**Available data**
=-=-=-=-=

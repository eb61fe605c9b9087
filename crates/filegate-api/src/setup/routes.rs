use crate::auth::{auth_middleware, require_role, AuthState, RoleRequirement};
use crate::constants::{BANNER_ROUTE, FILE_ROUTE, HEALTH_ROUTE, UPLOAD_ROUTE};
use crate::handlers::{banner, file, health};
use crate::state::AppState;
use axum::extract::DefaultBodyLimit;
use axum::http::{HeaderValue, Method};
use axum::middleware::from_fn_with_state;
use axum::routing::{get, post};
use axum::Router;
use filegate_core::Config;
use filegate_storage::{build_path, UPLOAD_DIR};
use std::sync::Arc;
use tower::limit::ConcurrencyLimitLayer;
use tower_http::cors::{Any, CorsLayer};
use tower_http::limit::RequestBodyLimitLayer;
use tower_http::services::ServeDir;
use tower_http::trace::TraceLayer;

/// Allowance for multipart boundaries and part headers on top of the file itself
const MULTIPART_OVERHEAD_BYTES: usize = 64 * 1024;

pub fn setup_routes(config: &Config, state: Arc<AppState>) -> Result<Router, anyhow::Error> {
    let cors = setup_cors(config)?;

    let auth_state = Arc::new(AuthState {
        jwt: state.jwt.clone(),
    });
    let admin_requirement = Arc::new(RoleRequirement {
        role: config.admin_role.clone(),
    });

    // Role check runs after authentication: layers added later wrap earlier ones.
    let banner_routes = Router::new()
        .route(
            BANNER_ROUTE,
            post(banner::upload_banner).delete(banner::delete_banner),
        )
        .layer(from_fn_with_state(admin_requirement, require_role));

    let file_routes = Router::new().route(
        FILE_ROUTE,
        post(file::upload_file).delete(file::delete_file),
    );

    let protected_routes = banner_routes
        .merge(file_routes)
        .layer(from_fn_with_state(auth_state, auth_middleware));

    let mut public_routes = Router::new().route(HEALTH_ROUTE, get(health::health));
    if config.serve_uploads {
        let upload_dir = build_path(&config.web_root, [UPLOAD_DIR])?;
        tracing::info!(dir = %upload_dir.display(), "Serving uploads read-only");
        public_routes = public_routes.nest_service(UPLOAD_ROUTE, ServeDir::new(upload_dir));
    }

    let api = public_routes
        .merge(protected_routes)
        .layer(DefaultBodyLimit::disable())
        .with_state(state);

    let app = if config.base_path.is_empty() {
        api
    } else {
        tracing::info!(base_path = %config.base_path, "Mounting routes under base path");
        Router::new().nest(&config.base_path, api)
    };

    tracing::info!(
        http_concurrency_limit = config.http_concurrency_limit,
        "HTTP concurrency limit layer enabled"
    );

    Ok(app
        .layer(ConcurrencyLimitLayer::new(config.http_concurrency_limit))
        .layer(RequestBodyLimitLayer::new(
            config.max_upload_size_bytes + MULTIPART_OVERHEAD_BYTES,
        ))
        .layer(cors)
        .layer(TraceLayer::new_for_http()))
}

fn setup_cors(config: &Config) -> Result<CorsLayer, anyhow::Error> {
    let methods = [Method::GET, Method::POST, Method::DELETE, Method::OPTIONS];

    if config.cors_origins.iter().any(|o| o == "*") {
        tracing::warn!("CORS configured to allow all origins - not recommended for production");
        return Ok(CorsLayer::new()
            .allow_origin(Any)
            .allow_methods(methods)
            .allow_headers(Any));
    }

    let origins = config
        .cors_origins
        .iter()
        .map(|o| {
            o.parse::<HeaderValue>()
                .map_err(|e| anyhow::anyhow!("Invalid CORS origin '{}': {}", o, e))
        })
        .collect::<Result<Vec<_>, _>>()?;

    Ok(CorsLayer::new()
        .allow_origin(origins)
        .allow_methods(methods)
        .allow_headers(Any))
}
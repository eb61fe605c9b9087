//! Upload validation rules
//!
//! Extension whitelisting is a file-name heuristic only: file content and
//! magic bytes are never inspected.

use std::collections::BTreeSet;
use std::fmt::Write as _;

/// Immutable set of permitted extensions for one upload endpoint.
///
/// Entries are stored lowercase with a leading dot (e.g. `.pdf`).
#[derive(Debug, Clone, PartialEq, Eq)]
pub struct ExtensionWhitelist {
    extensions: BTreeSet<String>,
}

impl ExtensionWhitelist {
    /// Build a whitelist, normalizing each entry to lowercase with a leading dot.
    /// Blank entries are ignored.
    pub fn new<I, S>(extensions: I) -> Self
    where
        I: IntoIterator<Item = S>,
        S: AsRef<str>,
    {
        let extensions = extensions
            .into_iter()
            .filter_map(|ext| {
                let ext = ext.as_ref().trim().trim_start_matches('.').to_lowercase();
                if ext.is_empty() {
                    None
                } else {
                    Some(format!(".{}", ext))
                }
            })
            .collect();

        Self { extensions }
    }

    /// Parse a comma-separated list such as `".jpg,.png"` or `"jpg, png"`.
    pub fn parse(list: &str) -> Self {
        Self::new(list.split(','))
    }

    /// Whether `file_name` carries one of the permitted extensions.
    ///
    /// Comparison is case-insensitive. A name without an extension is never permitted.
    pub fn is_permitted(&self, file_name: &str) -> bool {
        match extension_of(file_name) {
            Some(ext) => self.extensions.contains(&ext),
            None => false,
        }
    }

    pub fn is_empty(&self) -> bool {
        self.extensions.is_empty()
    }

    pub fn iter(&self) -> impl Iterator<Item = &str> {
        self.extensions.iter().map(String::as_str)
    }
}

impl std::fmt::Display for ExtensionWhitelist {
    fn fmt(&self, f: &mut std::fmt::Formatter<'_>) -> std::fmt::Result {
        let joined: Vec<&str> = self.iter().collect();
        write!(f, "{}", joined.join(","))
    }
}

/// Lowercased extension of the last path component, including the dot.
///
/// Returns `None` when the name has no dot or ends with one.
pub fn extension_of(file_name: &str) -> Option<String> {
    let last_component = file_name.rsplit('/').next().unwrap_or(file_name);
    let dot = last_component.rfind('.')?;
    let ext = &last_component[dot..];
    if ext.len() <= 1 {
        return None;
    }
    Some(ext.to_lowercase())
}

/// HTML-encode a file name before it is echoed back inside a URL.
///
/// Encodes `<`, `>`, `&`, `"` and `'` as entities, and every code point in
/// U+00A0..=U+00FF or above U+FFFF as a numeric entity. Everything else
/// passes through.
pub fn html_encode(input: &str) -> String {
    let mut out = String::with_capacity(input.len());
    for c in input.chars() {
        match c {
            '<' => out.push_str("&lt;"),
            '>' => out.push_str("&gt;"),
            '&' => out.push_str("&amp;"),
            '"' => out.push_str("&quot;"),
            '\'' => out.push_str("&#39;"),
            '\u{a0}'..='\u{ff}' => {
                let _ = write!(out, "&#{};", c as u32);
            }
            // Outside the BMP: one entity for the whole scalar, not a surrogate pair
            c if c as u32 >= 0x10000 => {
                let _ = write!(out, "&#{};", c as u32);
            }
            _ => out.push(c),
        }
    }
    out
}
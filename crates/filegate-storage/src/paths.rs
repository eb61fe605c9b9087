//! Storage path rules
//!
//! Turns client-supplied relative URLs and upload contexts into validated
//! `StoragePath`s. The textual traversal filter here is only the first line of
//! defense: segments are validated structurally, and backends re-check that the
//! resolved location stays under the storage root.

use crate::traits::{StorageError, StorageResult};
use chrono::NaiveDate;
use std::fmt::{Display, Formatter, Result as FmtResult};
use std::path::{Component, Path, PathBuf};

/// Top-level directory all uploads live under
pub const UPLOAD_DIR: &str = "upload";
/// Category directory for banners
pub const BANNER_DIR: &str = "banner";

/// Date format for the per-identity date buckets
const DATE_BUCKET_FORMAT: &str = "%Y-%m-%d";

/// Relative path under the storage root, made of validated segments.
#[derive(Debug, Clone, PartialEq, Eq, Hash, Default)]
pub struct StoragePath {
    segments: Vec<String>,
}

impl StoragePath {
    /// The storage root itself
    pub fn root() -> Self {
        Self::default()
    }

    /// Build a path from ordered segments, rejecting any segment that is not a
    /// single plain path component.
    pub fn from_segments<I, S>(segments: I) -> StorageResult<Self>
    where
        I: IntoIterator<Item = S>,
        S: AsRef<str>,
    {
        let segments = segments
            .into_iter()
            .map(|segment| {
                let segment = segment.as_ref();
                validate_segment(segment)?;
                Ok(segment.to_string())
            })
            .collect::<StorageResult<Vec<_>>>()?;

        Ok(Self { segments })
    }

    /// Append one segment
    pub fn join(&self, segment: &str) -> StorageResult<Self> {
        validate_segment(segment)?;
        let mut segments = self.segments.clone();
        segments.push(segment.to_string());
        Ok(Self { segments })
    }

    pub fn segments(&self) -> &[String] {
        &self.segments
    }

    pub fn is_root(&self) -> bool {
        self.segments.is_empty()
    }

    /// Platform path relative to the storage root
    pub fn to_relative_path(&self) -> PathBuf {
        self.segments.iter().collect()
    }

    /// Resolve against a storage root
    pub fn resolve(&self, root: &Path) -> PathBuf {
        root.join(self.to_relative_path())
    }
}

impl Display for StoragePath {
    fn fmt(&self, f: &mut Formatter<'_>) -> FmtResult {
        write!(f, "{}", self.segments.join("/"))
    }
}

fn validate_segment(segment: &str) -> StorageResult<()> {
    if segment.is_empty() {
        return Err(StorageError::InvalidKey("empty path segment".to_string()));
    }

    if segment.contains(['/', '\\', '\0']) {
        return Err(StorageError::InvalidKey(format!(
            "path segment contains a separator or NUL: {:?}",
            segment
        )));
    }

    let mut components = Path::new(segment).components();
    match (components.next(), components.next()) {
        (Some(Component::Normal(_)), None) => Ok(()),
        _ => Err(StorageError::InvalidKey(format!(
            "path segment is not a plain name: {:?}",
            segment
        ))),
    }
}

/// Result of sanitizing a client-supplied relative URL
#[derive(Debug, Clone, PartialEq, Eq)]
pub struct SanitizedPath {
    /// The URL after traversal sequences and the path base were removed.
    /// Echoed back to the client on a successful delete.
    pub cleaned_url: String,
    /// Location under the storage root
    pub path: StoragePath,
}

/// Sanitize a relative URL into a storage path.
///
/// Every `"../"` and `"./"` is removed, repeatedly, until none remain. The path
/// base prefix is then stripped, the URL is split on `/`, and each remaining
/// segment must be a plain name. Input that is empty after stripping yields the
/// storage root.
pub fn sanitize(raw_relative_url: &str, path_base: &str) -> StorageResult<SanitizedPath> {
    let mut cleaned = raw_relative_url.to_string();
    loop {
        let next = cleaned.replace("../", "").replace("./", "");
        if next == cleaned {
            break;
        }
        cleaned = next;
    }

    let cleaned_url = strip_path_base(&cleaned, path_base)
        .trim_start_matches('/')
        .to_string();

    let path = StoragePath::from_segments(cleaned_url.split('/').filter(|s| !s.is_empty()))?;

    Ok(SanitizedPath { cleaned_url, path })
}

fn strip_path_base<'a>(url: &'a str, path_base: &str) -> &'a str {
    let base = path_base.trim_matches('/');
    if base.is_empty() {
        return url;
    }

    let trimmed = url.trim_start_matches('/');
    match trimmed.strip_prefix(base) {
        Some("") => "",
        Some(rest) if rest.starts_with('/') => rest,
        _ => url,
    }
}

/// Storage directory for `segments` under `root`. No directory is created.
pub fn build_path<I, S>(root: &Path, segments: I) -> StorageResult<PathBuf>
where
    I: IntoIterator<Item = S>,
    S: AsRef<str>,
{
    Ok(StoragePath::from_segments(segments)?.resolve(root))
}

/// Segments for banner uploads: `upload/banner`
pub fn banner_segments() -> Vec<String> {
    vec![UPLOAD_DIR.to_string(), BANNER_DIR.to_string()]
}

/// Segments for general uploads: `upload/{identity_id}/{yyyy-MM-dd}`.
///
/// Bucketing by date bounds the directory fan-out per identity.
pub fn file_segments(identity_id: &str, date: NaiveDate) -> Vec<String> {
    vec![
        UPLOAD_DIR.to_string(),
        identity_id.to_string(),
        date.format(DATE_BUCKET_FORMAT).to_string(),
    ]
}

/// Relative URL handed back to the client: `base/seg1/.../file_name`.
///
/// The path base is omitted when empty; the result has no leading slash.
pub fn relative_url(path_base: &str, dir: &StoragePath, encoded_file_name: &str) -> String {
    let base = path_base.trim_matches('/');
    let mut parts: Vec<&str> = Vec::with_capacity(dir.segments().len() + 2);
    if !base.is_empty() {
        parts.push(base);
    }
    parts.extend(dir.segments().iter().map(String::as_str));
    parts.push(encoded_file_name);
    parts.join("/")
}
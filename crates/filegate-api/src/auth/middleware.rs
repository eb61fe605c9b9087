use crate::auth::jwt::JwtService;
use crate::auth::models::AuthCaller;
use crate::error::HttpAppError;
use axum::{
    extract::{Request, State},
    http::{header, HeaderValue},
    middleware::Next,
    response::{IntoResponse, Response},
};
use filegate_core::AppError;
use std::sync::Arc;

#[derive(Clone)]
pub struct AuthState {
    pub jwt: Arc<JwtService>,
}

/// Role a caller must hold to pass `require_role`
#[derive(Clone)]
pub struct RoleRequirement {
    pub role: String,
}

fn unauthorized(message: &str) -> Response {
    let mut response = HttpAppError(AppError::Unauthorized(message.to_string())).into_response();
    response
        .headers_mut()
        .insert(header::WWW_AUTHENTICATE, HeaderValue::from_static("Bearer"));
    response
}

fn bearer_token(request: &Request) -> Result<&str, &'static str> {
    let auth_header = request
        .headers()
        .get(header::AUTHORIZATION)
        .and_then(|h| h.to_str().ok())
        .ok_or("Missing authorization header")?;

    let token = auth_header
        .strip_prefix("Bearer ")
        .ok_or("Invalid authorization header format")?
        .trim();

    if token.is_empty() {
        return Err("Empty bearer token");
    }
    Ok(token)
}

/// Authenticates the bearer token and stores the caller in request extensions
pub async fn auth_middleware(
    State(auth_state): State<Arc<AuthState>>,
    mut request: Request,
    next: Next,
) -> Response {
    let token = match bearer_token(&request) {
        Ok(token) => token.to_string(),
        Err(reason) => {
            tracing::debug!(reason, "Authentication failed");
            return unauthorized(reason);
        }
    };

    let claims = match auth_state.jwt.validate_token(&token).await {
        Ok(claims) => claims,
        Err(e) => {
            tracing::debug!(error = %e, "Authentication failed");
            return unauthorized("Invalid or expired token");
        }
    };

    let caller = claims.into_caller();
    tracing::debug!(caller_id = %caller.id, role = ?caller.role(), "Authenticated caller");
    request.extensions_mut().insert(AuthCaller(caller));

    next.run(request).await
}

/// Rejects authenticated callers that lack the required role with 403
pub async fn require_role(
    State(requirement): State<Arc<RoleRequirement>>,
    request: Request,
    next: Next,
) -> Response {
    let allowed = request
        .extensions()
        .get::<AuthCaller>()
        .map(|AuthCaller(caller)| caller.has_role(&requirement.role));

    match allowed {
        Some(true) => next.run(request).await,
        Some(false) => HttpAppError(AppError::Forbidden(format!(
            "Role '{}' required",
            requirement.role
        )))
        .into_response(),
        None => unauthorized("Missing caller identity"),
    }
}
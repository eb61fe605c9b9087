pub mod banner;
pub mod file;
pub mod health;

use serde::Deserialize;

/// Query of a delete request. A missing parameter reads as an empty URL,
/// which no authorization predicate accepts.
#[derive(Debug, Deserialize)]
pub struct DeleteQuery {
    #[serde(rename = "relativeUrl", default)]
    pub relative_url: String,
}
//! In-memory storage backend
//!
//! Keeps files and directories in maps instead of on disk. Used to test code
//! built on the `Storage` trait without a real file system, and records how many
//! operations were performed so tests can assert that nothing was touched.

use crate::paths::StoragePath;
use crate::traits::{Storage, StorageError, StorageReader, StorageResult};
use async_trait::async_trait;
use std::collections::{HashMap, HashSet};
use std::sync::atomic::{AtomicUsize, Ordering};
use std::sync::Arc;
use tokio::io::AsyncReadExt;
use tokio::sync::RwLock;

#[derive(Default)]
struct Inner {
    dirs: HashSet<StoragePath>,
    files: HashMap<StoragePath, Vec<u8>>,
}

/// In-memory storage implementation
#[derive(Clone, Default)]
pub struct MemoryStorage {
    inner: Arc<RwLock<Inner>>,
    operations: Arc<AtomicUsize>,
}

impl MemoryStorage {
    pub fn new() -> Self {
        Self::default()
    }

    /// Number of trait operations performed so far
    pub fn operation_count(&self) -> usize {
        self.operations.load(Ordering::SeqCst)
    }

    /// Contents of a stored file
    pub async fn read(&self, path: &StoragePath) -> Option<Vec<u8>> {
        self.inner.read().await.files.get(path).cloned()
    }

    pub async fn dir_exists(&self, dir: &StoragePath) -> bool {
        dir.is_root() || self.inner.read().await.dirs.contains(dir)
    }

    pub async fn file_count(&self) -> usize {
        self.inner.read().await.files.len()
    }

    fn record(&self) {
        self.operations.fetch_add(1, Ordering::SeqCst);
    }
}

fn parent_of(path: &StoragePath) -> StorageResult<StoragePath> {
    let segments = path.segments();
    let parent = &segments[..segments.len().saturating_sub(1)];
    StoragePath::from_segments(parent)
}

#[async_trait]
impl Storage for MemoryStorage {
    async fn create_dir(&self, dir: &StoragePath) -> StorageResult<()> {
        self.record();
        let mut inner = self.inner.write().await;
        let mut current = StoragePath::root();
        for segment in dir.segments() {
            current = current.join(segment)?;
            if inner.files.contains_key(&current) {
                return Err(StorageError::UploadFailed(format!(
                    "{} exists and is not a directory",
                    current
                )));
            }
            inner.dirs.insert(current.clone());
        }
        Ok(())
    }

    async fn write_stream(&self, path: &StoragePath, mut reader: StorageReader) -> StorageResult<u64> {
        self.record();
        if path.is_root() {
            return Err(StorageError::InvalidKey("cannot write to the storage root".to_string()));
        }

        let parent = parent_of(path)?;
        if !self.dir_exists(&parent).await {
            return Err(StorageError::UploadFailed(format!(
                "Parent directory {} does not exist",
                parent
            )));
        }

        let mut data = Vec::new();
        reader.read_to_end(&mut data).await.map_err(|e| {
            StorageError::UploadFailed(format!("Failed to read stream for {}: {}", path, e))
        })?;
        let size = data.len() as u64;

        let mut inner = self.inner.write().await;
        if inner.dirs.contains(path) {
            return Err(StorageError::UploadFailed(format!("{} is a directory", path)));
        }
        inner.files.insert(path.clone(), data);
        Ok(size)
    }

    async fn is_file(&self, path: &StoragePath) -> StorageResult<bool> {
        self.record();
        Ok(self.inner.read().await.files.contains_key(path))
    }

    async fn delete(&self, path: &StoragePath) -> StorageResult<()> {
        self.record();
        match self.inner.write().await.files.remove(path) {
            Some(_) => Ok(()),
            None => Err(StorageError::NotFound(path.to_string())),
        }
    }
}

#[cfg(test)]
mod tests {
    use super::*;

    fn key(segments: &[&str]) -> StoragePath {
        StoragePath::from_segments(segments).unwrap()
    }

    #[tokio::test]
    async fn test_memory_storage_roundtrip() {
        let storage = MemoryStorage::new();
        let dir = key(&["upload", "banner"]);
        storage.create_dir(&dir).await.unwrap();

        let file = dir.join("a.png").unwrap();
        let written = storage
            .write_stream(&file, Box::pin(std::io::Cursor::new(b"abc".to_vec())))
            .await
            .unwrap();
        assert_eq!(written, 3);
        assert_eq!(storage.read(&file).await.unwrap(), b"abc");

        storage.delete(&file).await.unwrap();
        assert!(matches!(
            storage.delete(&file).await,
            Err(StorageError::NotFound(_))
        ));
        assert_eq!(storage.operation_count(), 4);
    }

    #[tokio::test]
    async fn test_write_requires_parent_directory() {
        let storage = MemoryStorage::new();
        let result = storage
            .write_stream(
                &key(&["upload", "a.pdf"]),
                Box::pin(std::io::Cursor::new(b"x".to_vec())),
            )
            .await;
        assert!(matches!(result, Err(StorageError::UploadFailed(_))));
    }
}
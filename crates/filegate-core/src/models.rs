//! Caller identity
//!
//! The authenticated principal as seen by the file endpoints. It is built by
//! the API layer from the bearer token's name-identifier and role claims.

/// Authenticated caller of a file endpoint.
#[derive(Debug, Clone, PartialEq, Eq)]
pub struct Caller {
    /// Identity id (name-identifier claim)
    pub id: String,
    /// Role claims, in token order. Empty for ordinary users.
    pub roles: Vec<String>,
}

impl Caller {
    pub fn new(id: impl Into<String>, roles: Vec<String>) -> Self {
        Self {
            id: id.into(),
            roles,
        }
    }

    /// First role claim, if any.
    pub fn role(&self) -> Option<&str> {
        self.roles
            .iter()
            .map(String::as_str)
            .find(|role| !role.is_empty())
    }

    pub fn has_role(&self, role: &str) -> bool {
        self.roles.iter().any(|r| r == role)
    }
}
use std::sync::Arc;

use axum::{
    extract::{multipart::MultipartRejection, Multipart, Query, State},
    http::StatusCode,
    response::{IntoResponse, Response},
    Json,
};
use filegate_core::AppError;
use filegate_storage::banner_segments;

use crate::auth::models::AuthCaller;
use crate::auth::policy::banner_delete_allowed;
use crate::error::HttpAppError;
use crate::handlers::DeleteQuery;
use crate::state::AppState;
use crate::utils::upload::extract_upload;

/// Upload a banner image to `upload/banner`
///
/// Requires the admin role (enforced by the router). Responds 201 with the
/// relative URL of the stored file as a JSON string.
#[tracing::instrument(
    skip(state, multipart),
    fields(caller_id = %caller.id, operation = "upload_banner")
)]
pub async fn upload_banner(
    State(state): State<Arc<AppState>>,
    AuthCaller(caller): AuthCaller,
    multipart: Result<Multipart, MultipartRejection>,
) -> Result<Response, HttpAppError> {
    let multipart = multipart.map_err(|e| AppError::BadRequest(e.body_text()))?;
    let upload = extract_upload(multipart).await?;

    let url = state
        .operation
        .upload_file(
            upload,
            &banner_segments(),
            &state.config.banner_allowed_extensions,
        )
        .await?;

    Ok((StatusCode::CREATED, Json(url)).into_response())
}

/// Delete a banner by its relative URL
#[tracing::instrument(
    skip(state, query),
    fields(caller_id = %caller.id, operation = "delete_banner")
)]
pub async fn delete_banner(
    State(state): State<Arc<AppState>>,
    AuthCaller(caller): AuthCaller,
    Query(query): Query<DeleteQuery>,
) -> Result<Json<String>, HttpAppError> {
    let cleaned = state
        .operation
        .delete_file(banner_delete_allowed, &query.relative_url)
        .await?;

    Ok(Json(cleaned))
}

=-=-=-=-=

**Problem to work on**
The sole thing to report is how many lines in the data hold the string "removed".

**Output below**
2